We were swept away by emotion. James nearly disemboweled his father by leaping up from the table and knocking the tabletop into Fritz' midsection. I was sobbing in relief and joy. But the moment was yet to come. All of the players and coaches queued up to receive their winner's medals, but the man who had steered them to triumph was the captain, and he let everyone one else collect their medals first. The European Champions' Cup stood next to the team on the podium, with everyone adhering to the convention that no-one touches the cup until the captain does. Djibril did a little dance around the plinth. Carra, still trembling with excitement and cramps, stalked around "Old Big Ears" with a mixture of awe and reverence. Rafa was happily burbling with some of the Spanish lads, inviting Fernando Morientes over, despite the striker having been cup-tied and unable to play a single European game for Liverpool all season.
Then Stevie stood under that most prestigious of trophies and at the behest of Lennart Johansson, hefted the huge jug over his head to the gleeful shouting of the throngs, fireworks, and volcanic eruptions of red confetti.
The pub was filled with tears and weeping, jumping and hollering. I hugged more grown men in fifteen minutes than I suspect I've ever hugged in my entire life previously. Seeing Carra and Stevie holding the cup aloft, facing a sea of Red fans and singing "Ring of Fire" was brilliant. The local boys stood side by side singing with the travelling contingent who had saved and scrimped for months to afford this trip from Liverpool.
I'll confess. I was hopping up and down like some sort of pogo-stick-equipped flea on a trampoline, blinking tears from my eyes and mopping the sweat from my brow with my scarf. My 1984 Champions' Cup Winners scarf.
We walked out into the bright summer sunshine of Whyte Avenue, and the world had changed. Birds no longer sang – they serenaded. The sky was no longer blue but a penetrating azure.
I quit my job, started a new one, moved into a new apartment - started a new life. After 20 years, I was free. And in that remarkable day, I was vindicated that work, patience, fidelity and trust were not enough. I needed to have faith. And I was rewarded. And Max recovered brilliantly and is now doing very well. Someday, he'll realize the role he played in this drama — that Liverpool didn't just win for us long-suffering acolytes, but for everyone with a good heart.
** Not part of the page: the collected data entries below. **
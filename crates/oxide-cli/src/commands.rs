//! CLI command definitions.

use crate::config::OutputFormat;
use clap::{Args, Subcommand};
use std::path::PathBuf;

#[derive(Subcommand)]
pub enum Commands {
    /// Restore a cache archive from the object store
    Restore(RestoreArgs),

    /// Manage configuration
    Config {
        #[command(subcommand)]
        command: ConfigCommands,
    },
}

#[derive(Args, Debug, Clone)]
pub struct RestoreArgs {
    /// Cache key, most preferred first (repeatable)
    #[arg(short, long = "key")]
    pub keys: Vec<String>,

    /// Newline-separated cache keys, appended after --key values
    #[arg(long, env = "OXIDE_CACHE_KEYS")]
    pub key_list: Option<String>,

    /// Where to write the archive
    #[arg(short, long)]
    pub path: PathBuf,

    /// Extra download attempts after the first failure
    #[arg(short, long)]
    pub retries: Option<u32>,

    /// Bucket name
    #[arg(long)]
    pub bucket: Option<String>,

    /// AWS region
    #[arg(long)]
    pub region: Option<String>,

    /// Custom S3-compatible endpoint
    #[arg(long)]
    pub endpoint: Option<String>,

    /// Use path-style bucket addressing
    #[arg(long)]
    pub force_path_style: bool,

    /// Output format
    #[arg(short, long, value_enum)]
    pub output: Option<OutputFormat>,
}

#[derive(Subcommand)]
pub enum ConfigCommands {
    /// Show current configuration
    Show,

    /// Set configuration value
    Set {
        /// Key
        key: String,

        /// Value
        value: String,
    },
}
So there we have my story. Most likely not worth the wait, but it was something I needed to get out of my system and down on electronic media before I could move onwards and upwards in my life.
So, I'm going for surgery tomorrow morning. Good job that the lads won the European Super Cup, defeating CSKA Moskva in the Stade Louis II in Monaco on Friday. Three goals to the Russian single goal put yet another trophy in the Anfield cabinet, and another twinkle in my smile. And an international break this week means that I can devote my time to some non-footballing pursuits for a bit. So cheerio, and I'll see you the other side of the knife.